How can we analyse and interpret the students’ productions?
This issue is the main challenge and a flimsy point in the current research in mathematics education. The vast majority of studies are validated by reproductions in extenso or much too lengthy quotations of what very few students have told, written or drawn. We are in fact faced with a mass of raw data, whose interpretation is half clinical, half assessment and, in any case, difficult to rebuild or check. It is like a validation by testimony.
One semiotic approach allows describing at least one analysis procedure. It comprises three stages:
(1) The observations being made in the context of a problem; it is essential to begin by making the representational map of the whole representational working field (Figures 1, 6 and 9 above) in which a search for solving can be managed by students. This does not depend on what the students have done, but on what is given to them or expected of them.
(2) This working field is a tool for breaking each student’s production into segments or interpretable units according to:
- the passages he/she does or does not move to (i.e. the ways he/she finds or does not find) between the different registers of representation
- the register chosen by the student to perform a treatment So, we obtain two kinds of significant observations.
(3) Finally, on this basis, a verifiable comparison can be carried out between the various productions collected. Naturally, this comparison can be correlated with the level of mathematical performances, without being confused with them. And, this comparison can also be extended to productions collected over long periods of lime, in order to observe whether the comprehension evolves in depth or not.
Besides a diagnosis of students’ particular difficulties, this procedure highlights, under the global performance of a group or classroom, the individual disparities of comprehension and preparation for further acquisitions.

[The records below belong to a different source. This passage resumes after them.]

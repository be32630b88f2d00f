use std::env;

/// What to do about the single persistence write at submission time.
#[derive(Clone, Copy, Debug, PartialEq, Eq)]
pub enum PersistPolicy {
    /// Fire-and-forget (the default): the write runs detached and the
    /// confirmation response says nothing about it.
    Detached,
    /// Await the write and report `persisted` in the confirmation
    /// response. Confirmation still succeeds either way.
    Report,
}

impl PersistPolicy {
    fn parse(s: &str) -> Self {
        match s {
            "report" => PersistPolicy::Report,
            _ => PersistPolicy::Detached,
        }
    }
}

#[derive(Clone, Debug)]
pub struct AppConfig {
    pub port: u16,
    pub supabase_url: String,
    pub supabase_key: String,
    pub bookings_table: String,
    pub persist_policy: PersistPolicy,
}

impl AppConfig {
    pub fn from_env() -> Self {
        Self {
            port: env::var("PORT")
                .ok()
                .and_then(|v| v.parse().ok())
                .unwrap_or(3000),
            supabase_url: env::var("SUPABASE_URL").unwrap_or_default(),
            supabase_key: env::var("SUPABASE_ANON_KEY").unwrap_or_default(),
            bookings_table: env::var("BOOKINGS_TABLE").unwrap_or_else(|_| "bookings".to_string()),
            persist_policy: PersistPolicy::parse(
                &env::var("PERSIST_POLICY").unwrap_or_default(),
            ),
        }
    }
}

Conversion as a method for discriminating meaning
The representation conversion is the most powerful tool that the semiotic approach provides. But this is beyond the scope of this overview. 1 will confine myself to the next question which is a recurring problem for most students and ... teachers! How do we discriminate-or make students discriminate-various kinds of statements that look alike linguistically because they use the same words? For instance, how do we discriminate a proposition from its converse, a word problem from another word problem whose solution is different-as is already the case with additive problems with only one operation-and more generally, a valid reasoning from a non-valid reasoning?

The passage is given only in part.